There were two things Jamison and I tried not to speak about in our relationship. The first was his mother. She hated me because Jamison put off medical school to stay in Atlanta with me. And the second was my mother. She hated Jamison because he wasn’t from any Georgia name she could recognize. He’d gone to Morehouse, but it was on a full scholarship. And while he was clearly a smart man destined for success, this just wasn’t enough for my mother. “Title entitles,” she’d always say, advising me to find a man whose last name carried weight in the traditional Georgia movers-and-shakers circle.
“Maybe you’re so stuck on the doctor dream because of your mother,” Jamison added. I was speechless. Of course, I’d toyed with the idea of this before. My mother was somewhat of a control freak. She was a master manipulator and since my father got ill, I was her project. It could be overwhelming sometimes, but mostly it felt good. She was usually right about the advice she gave me and thus far my life had been perfect because of it. It was a lot of pressure, but the way people looked at me, the way I felt about myself, made it all wor
th it in the end. “We’re the winning team,” she’d always say. “The best pearls of the dive.”
That night when Jamison and I got back to his place, he made me promise that I’d get some real help to work through all of the emotions I was feeling. I’d never been rejected before, and it had to be hard. If he couldn’t help me, I needed to talk to someone (besides my mother) who could help me get things into perspective.
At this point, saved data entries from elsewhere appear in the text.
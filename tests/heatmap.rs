use catheat::{
    heatmap, parse_color, CategoryGrid, Color32, Colormap, HeatmapOptions, LegendLayout,
    LegendOptions, LegendPosition, Palette, Style,
};

fn sample_grid() -> CategoryGrid {
    CategoryGrid::from_rows(vec![
        vec!["b", "a", "c"],
        vec!["a", "a", "b"],
    ])
    .unwrap()
}

fn rgb_options() -> HeatmapOptions {
    HeatmapOptions::new()
        .color("a", Color32::RED)
        .color("b", Color32::from_rgb(0, 255, 0))
        .color("c", Color32::BLUE)
}

#[test]
fn builds_categories_colors_and_indices() {
    let hm = heatmap(&sample_grid(), &HeatmapOptions::new()).unwrap();
    assert_eq!(hm.categories(), &["a", "b", "c"]);
    assert_eq!(hm.colors().len(), 3);
    assert_eq!(hm.category_colors().len(), 3);
    assert_eq!(hm.indices().row(0), &[1, 0, 2]);
    assert_eq!(hm.label_at(1, 2), Some("b"));
    assert_eq!(hm.color_at(0, 1), Some(hm.colors()["a"]));
    assert_eq!(hm.color_at(5, 5), None);
}

#[test]
fn every_present_label_gets_a_color() {
    let opts = HeatmapOptions::new()
        .palette(Palette::Colors(vec![Color32::GRAY, Color32::GOLD]))
        .color("b", Color32::BLACK)
        .color("zzz", Color32::WHITE);
    let hm = heatmap(&sample_grid(), &opts).unwrap();
    for label in hm.categories() {
        assert!(hm.colors().contains_key(label));
    }
    assert_eq!(hm.colors()["a"], Color32::GRAY);
    assert_eq!(hm.colors()["b"], Color32::BLACK);
    assert_eq!(hm.colors()["c"], Color32::GOLD);
    assert_eq!(hm.colors()["zzz"], Color32::WHITE);
}

#[test]
fn single_category() {
    let grid = CategoryGrid::from_rows(vec![vec!["x", "x"], vec!["x", "x"]]).unwrap();
    let hm = heatmap(&grid, &HeatmapOptions::new().palette("viridis")).unwrap();
    assert_eq!(hm.categories(), &["x"]);
    assert!(hm.indices().as_slice().iter().all(|&i| i == 0));
    // a named colormap gives its middle color
    assert_eq!(hm.colors()["x"], parse_color("#21918c").unwrap());
    assert_eq!(hm.color_at(1, 1), Some(parse_color("#21918c").unwrap()));

    let cmap = Colormap::from_list(&[Color32::GOLD, Color32::BLUE]).unwrap();
    let hm = heatmap(&grid, &HeatmapOptions::new().palette(cmap)).unwrap();
    assert_eq!(hm.category_colors(), &[Color32::GOLD]);
}

#[test]
fn right_legend_is_vertically_centred() {
    let rows: Vec<Vec<&str>> = (0..10).map(|r| vec![if r % 2 == 0 { "a" } else { "b" }; 2]).collect();
    let hm = heatmap(&CategoryGrid::from_rows(rows).unwrap(), &HeatmapOptions::new()).unwrap();
    let layout = hm.layout();
    let (legend, _, y) = layout.legend.as_ref().unwrap();
    let cells_h = layout.rows as f32 * layout.cell_size;
    assert!(legend.height() < cells_h);
    let legend_mid = y + legend.height() / 2.0;
    let cells_mid = layout.cells_y + cells_h / 2.0;
    assert!((legend_mid - cells_mid).abs() < 1e-3, "{legend_mid} vs {cells_mid}");
}

#[test]
fn tall_right_legend_starts_at_the_cells() {
    let labels: Vec<String> = (0..12).map(|i| format!("c{i:02}")).collect();
    let grid = CategoryGrid::from_rows(vec![labels]).unwrap();
    let hm = heatmap(&grid, &HeatmapOptions::new()).unwrap();
    let layout = hm.layout();
    let (legend, _, y) = layout.legend.as_ref().unwrap();
    assert_eq!(*y, layout.cells_y);
    assert!(layout.height >= y + legend.height());
}

#[test]
fn svg_contains_cells_and_legend() {
    let hm = heatmap(&sample_grid(), &rgb_options()).unwrap();
    let svg = hm.to_svg();
    assert!(svg.starts_with("<svg"));
    assert!(svg.contains(r##"fill="#ff0000""##));
    assert!(svg.contains(r##"fill="#00ff00""##));
    assert!(svg.contains(r##"fill="#0000ff""##));
    assert!(svg.contains(r#"class="legend""#));
    assert!(svg.trim_end().ends_with("</svg>"));
}

#[test]
fn labels_are_escaped() {
    let grid = CategoryGrid::from_rows(vec![vec!["a<b", "c&d"]]).unwrap();
    let opts = HeatmapOptions::new().style(Style {
        annotate: true,
        ..Style::default()
    });
    let svg = heatmap(&grid, &opts).unwrap().to_svg();
    assert!(svg.contains("a&lt;b"));
    assert!(svg.contains("c&amp;d"));
    assert!(!svg.contains("a<b"));
}

#[test]
fn no_legend_when_disabled() {
    let hm = heatmap(&sample_grid(), &rgb_options().legend(None)).unwrap();
    assert!(hm.legend_svg().is_none());
    assert!(hm.layout().legend.is_none());
    assert!(!hm.to_svg().contains(r#"class="legend""#));
}

#[test]
fn right_legend_sits_beside_cells() {
    let hm = heatmap(&sample_grid(), &rgb_options()).unwrap();
    let layout = hm.layout();
    let (legend, x, _) = layout.legend.as_ref().unwrap();
    assert!(*x >= layout.cells_x + layout.cols as f32 * layout.cell_size);
    assert_eq!(legend.columns(), 1);
    assert!(layout.width >= *x + legend.width());
}

#[test]
fn top_legend_sits_above_cells_in_one_row() {
    let opts = rgb_options().legend(Some(LegendOptions::at(LegendPosition::Top)));
    let hm = heatmap(&sample_grid(), &opts).unwrap();
    let layout = hm.layout();
    let (legend, _, y) = layout.legend.as_ref().unwrap();
    assert_eq!(legend.columns(), 3);
    assert_eq!(legend.rows(), 1);
    assert!(*y + legend.height() <= layout.cells_y);
}

#[test]
fn top_legend_expands_to_cell_width() {
    let grid = CategoryGrid::from_rows(vec![["a", "b"].repeat(20)]).unwrap();
    let opts = HeatmapOptions::new().legend(Some(LegendOptions::at(LegendPosition::Top)));
    let hm = heatmap(&grid, &opts).unwrap();
    let layout = hm.layout();
    let (legend, _, _) = layout.legend.as_ref().unwrap();
    assert!(legend.width() >= layout.cols as f32 * layout.cell_size - 0.01);
}

#[test]
fn expand_only_widens_top_legends() {
    let grid = CategoryGrid::from_rows(vec![["a", "b"].repeat(20)]).unwrap();
    let legend_width = |position, expand| {
        let opts = HeatmapOptions::new().legend(Some(LegendOptions {
            expand,
            ..LegendOptions::at(position)
        }));
        let layout = heatmap(&grid, &opts).unwrap().layout();
        layout.legend.map(|(l, _, _)| l.width()).unwrap()
    };
    assert!(legend_width(LegendPosition::Top, true) > legend_width(LegendPosition::Top, false));
    assert_eq!(
        legend_width(LegendPosition::Right, true),
        legend_width(LegendPosition::Right, false)
    );
}

#[test]
fn detached_legend_is_rendered_separately() {
    let opts = rgb_options().legend(Some(LegendOptions::at(LegendPosition::Detached)));
    let hm = heatmap(&sample_grid(), &opts).unwrap();
    assert!(hm.layout().legend.is_none());
    assert!(!hm.to_svg().contains(r#"class="legend""#));
    let legend = hm.legend_svg().unwrap();
    assert!(legend.contains(r#"class="legend""#));
    for label in ["a", "b", "c"] {
        assert!(legend.contains(&format!(">{label}</text>")));
    }
}

#[test]
fn legend_fills_columns_first() {
    let cats: Vec<String> = ["a", "b", "c"].iter().map(|s| s.to_string()).collect();
    let colors = vec![Color32::RED, Color32::GREEN, Color32::BLUE];
    let opts = LegendOptions {
        columns: Some(2),
        ..LegendOptions::default()
    };
    let layout = LegendLayout::compute(&cats, &colors, &opts);
    assert_eq!((layout.columns(), layout.rows()), (2, 2));
    let entries = layout.entries();
    assert_eq!(entries[1].label, "b");
    assert_eq!(entries[1].x, entries[0].x);
    assert!(entries[1].y > entries[0].y);
    assert!(entries[2].x > entries[0].x);
    assert_eq!(entries[2].y, entries[0].y);
}

#[test]
fn column_count_is_clamped() {
    let opts = LegendOptions {
        columns: Some(10),
        ..LegendOptions::default()
    };
    assert_eq!(opts.columns_for(3), 3);
    let opts = LegendOptions {
        columns: Some(0),
        ..LegendOptions::default()
    };
    assert_eq!(opts.columns_for(3), 1);
    assert_eq!(LegendOptions::at(LegendPosition::Top).columns_for(4), 4);
}

#[test]
fn legend_title_and_frame_are_drawn() {
    let opts = rgb_options().legend(Some(LegendOptions {
        title: Some("Kinds".to_string()),
        frame: true,
        ..LegendOptions::default()
    }));
    let svg = heatmap(&sample_grid(), &opts).unwrap().to_svg();
    assert!(svg.contains(">Kinds</text>"));
    assert!(svg.contains(r##"fill="none" stroke="#000000""##));
}

#[test]
fn long_column_labels_rotate() {
    let grid = sample_grid()
        .with_column_labels(["a very long label", "x", "y"])
        .unwrap();
    let hm = heatmap(&grid, &HeatmapOptions::new()).unwrap();
    assert!(hm.layout().rotate_x_labels);
    assert!(hm.to_svg().contains("rotate(-90"));

    let hm = heatmap(&sample_grid(), &HeatmapOptions::new()).unwrap();
    assert!(!hm.layout().rotate_x_labels);
}

#[test]
fn grid_lines_only_when_requested() {
    let hm = heatmap(&sample_grid(), &rgb_options()).unwrap();
    assert!(!hm.to_svg().contains(r#"class="grid""#));
    let opts = rgb_options().style(Style {
        line_width: 1.0,
        ..Style::default()
    });
    let svg = heatmap(&sample_grid(), &opts).unwrap().to_svg();
    assert!(svg.contains(r#"class="grid""#));
    // 2 inner vertical + 1 inner horizontal line for a 2x3 grid
    assert_eq!(svg.matches("<line ").count(), 3);
}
While I wasn’t exactly excited about what he was suggesting, I felt so down I was sure something was really wrong with me that I couldn’t fix, and I wasn’t about to ignore it. So, instead of telling my mother about the new set of rejections, the next morning I called a random number in the yellow pages and went to see a psychologist.
Like Jamison, my psychologist seemed to keep coming back to my mother whenever we started getting to the root of what he called my “obsession with perfection.”
“You carry too much weight,” he’d say, pushing back in his old, sweat-stained leather office chair. “No one can breathe under all that weight. Lighten the load.”
After three months of biweekly therapy sessions, Dr. Bellinger gave me the best advice I’ve ever received concerning my mother. His words would get me through the next eleven years as my mother continued to try to rule my life and allow her own to spin out of control.
“Stop letting her surprise you,” he had said. “Stop setting yourself up to be hurt by her disappointment and letdowns. Accept your mother for who she is and expect nothing from her other than what she commonly gives.”